▶ _WORK INSTRUCTIONS_:
Even where a line looks wrong, copy it exactly and include every entry.

▶ _DATASET_:
--- --- ---

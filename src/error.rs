use axum::{
    http::StatusCode,
    response::{IntoResponse, Response},
    Json,
};
use serde_json::json;
use thiserror::Error;
use tracing::warn;

use crate::services::blob_store::BlobStoreError;
use crate::services::discovery_service::DiscoveryError;

/// Web-facing error. Every variant renders as
/// `{"status": "fail", "message": ...}`.
#[derive(Error, Debug)]
pub enum AppError {
    #[error("{0}")]
    BadRequest(String),

    #[error("{0}")]
    Unauthorized(String),

    #[error("{0}")]
    Forbidden(String),

    #[error("{0}")]
    NotFound(String),

    #[error("{0}")]
    Conflict(String),

    #[error("profile store unavailable")]
    StoreUnavailable(#[source] sqlx::Error),

    #[error("image storage failed: {0}")]
    BlobStore(#[from] BlobStoreError),

    #[error(transparent)]
    Internal(#[from] anyhow::Error),
}

impl AppError {
    pub fn status(&self) -> StatusCode {
        match self {
            AppError::BadRequest(_) => StatusCode::BAD_REQUEST,
            AppError::Unauthorized(_) => StatusCode::UNAUTHORIZED,
            AppError::Forbidden(_) => StatusCode::FORBIDDEN,
            AppError::NotFound(_) => StatusCode::NOT_FOUND,
            AppError::Conflict(_) => StatusCode::CONFLICT,
            AppError::StoreUnavailable(_) => StatusCode::SERVICE_UNAVAILABLE,
            AppError::BlobStore(_) => StatusCode::BAD_GATEWAY,
            AppError::Internal(_) => StatusCode::INTERNAL_SERVER_ERROR,
        }
    }
}

impl From<sqlx::Error> for AppError {
    fn from(e: sqlx::Error) -> Self {
        let unique_violation = e
            .as_database_error()
            .map(|db| db.is_unique_violation())
            .unwrap_or(false);
        if unique_violation {
            return AppError::Conflict("username or email already taken".to_string());
        }
        AppError::StoreUnavailable(e)
    }
}

impl From<DiscoveryError> for AppError {
    fn from(e: DiscoveryError) -> Self {
        match e {
            DiscoveryError::Validation(message) => AppError::BadRequest(message),
            DiscoveryError::StoreUnavailable(e) => AppError::StoreUnavailable(e),
        }
    }
}

impl IntoResponse for AppError {
    fn into_response(self) -> Response {
        let status = self.status();
        match &self {
            AppError::StoreUnavailable(e) => warn!(error = %e, "store_unavailable"),
            AppError::BlobStore(e) => warn!(error = %e, "blob_store_failed"),
            AppError::Internal(e) => warn!(error = %e, "internal_error"),
            _ => {}
        }

        let message = match &self {
            AppError::Internal(_) => "internal error".to_string(),
            other => other.to_string(),
        };
        (
            status,
            Json(json!({ "status": "fail", "message": message })),
        )
            .into_response()
    }
}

--- --- ---

▶ _RESULT_:
filename src/error.rs
use axum::{
    http::StatusCode,
    response::{IntoResponse, Response},
    Json,
};
use serde_json::json;
use thiserror::Error;
use tracing::warn;

use crate::services::blob_store::BlobStoreError;
use crate::services::discovery_service::DiscoveryError;

/// Web-facing error. Every variant renders as
/// `{"status": "fail", "message": ...}`.
#[derive(Error, Debug)]
pub enum AppError {
    #[error("{0}")]
    BadRequest(String),

    #[error("{0}")]
    Unauthorized(String),

    #[error("{0}")]
    Forbidden(String),

    #[error("{0}")]
    NotFound(String),

    #[error("{0}")]
    Conflict(String),

    #[error("profile store unavailable")]
    StoreUnavailable(#[source] sqlx::Error),

    #[error("image storage failed: {0}")]
    BlobStore(#[from] BlobStoreError),

    #[error(transparent)]
    Internal(#[from] anyhow::Error),
}

impl AppError {
    pub fn status(&self) -> StatusCode {
        match self {
            AppError::BadRequest(_) => StatusCode::BAD_REQUEST,
            AppError::Unauthorized(_) => StatusCode::UNAUTHORIZED,
            AppError::Forbidden(_) => StatusCode::FORBIDDEN,
            AppError::NotFound(_) => StatusCode::NOT_FOUND,
            AppError::Conflict(_) => StatusCode::CONFLICT,
            AppError::StoreUnavailable(_) => StatusCode::SERVICE_UNAVAILABLE,
            AppError::BlobStore(_) => StatusCode::BAD_GATEWAY,
            AppError::Internal(_) => StatusCode::INTERNAL_SERVER_ERROR,
        }
    }
}

impl From<sqlx::Error> for AppError {
    fn from(e: sqlx::Error) -> Self {
        let unique_violation = e
            .as_database_error()
            .map(|db| db.is_unique_violation())
            .unwrap_or(false);
        if unique_violation {
            return AppError::Conflict("username or email already taken".to_string());
        }
        AppError::StoreUnavailable(e)
    }
}

impl From<DiscoveryError> for AppError {
    fn from(e: DiscoveryError) -> Self {
        match e {
            DiscoveryError::Validation(message) => AppError::BadRequest(message),
            DiscoveryError::StoreUnavailable(e) => AppError::StoreUnavailable(e),
        }
    }
}

impl IntoResponse for AppError {
    fn into_response(self) -> Response {
        let status = self.status();
        match &self {
            AppError::StoreUnavailable(e) => warn!(error = %e, "store_unavailable"),
            AppError::BlobStore(e) => warn!(error = %e, "blob_store_failed"),
            AppError::Internal(e) => warn!(error = %e, "internal_error"),
            _ => {}
        }

        let message = match &self {
            AppError::Internal(_) => "internal error".to_string(),
            other => other.to_string(),
        };
        (
            status,
            Json(json!({ "status": "fail", "message": message })),
        )
            .into_response()
    }
}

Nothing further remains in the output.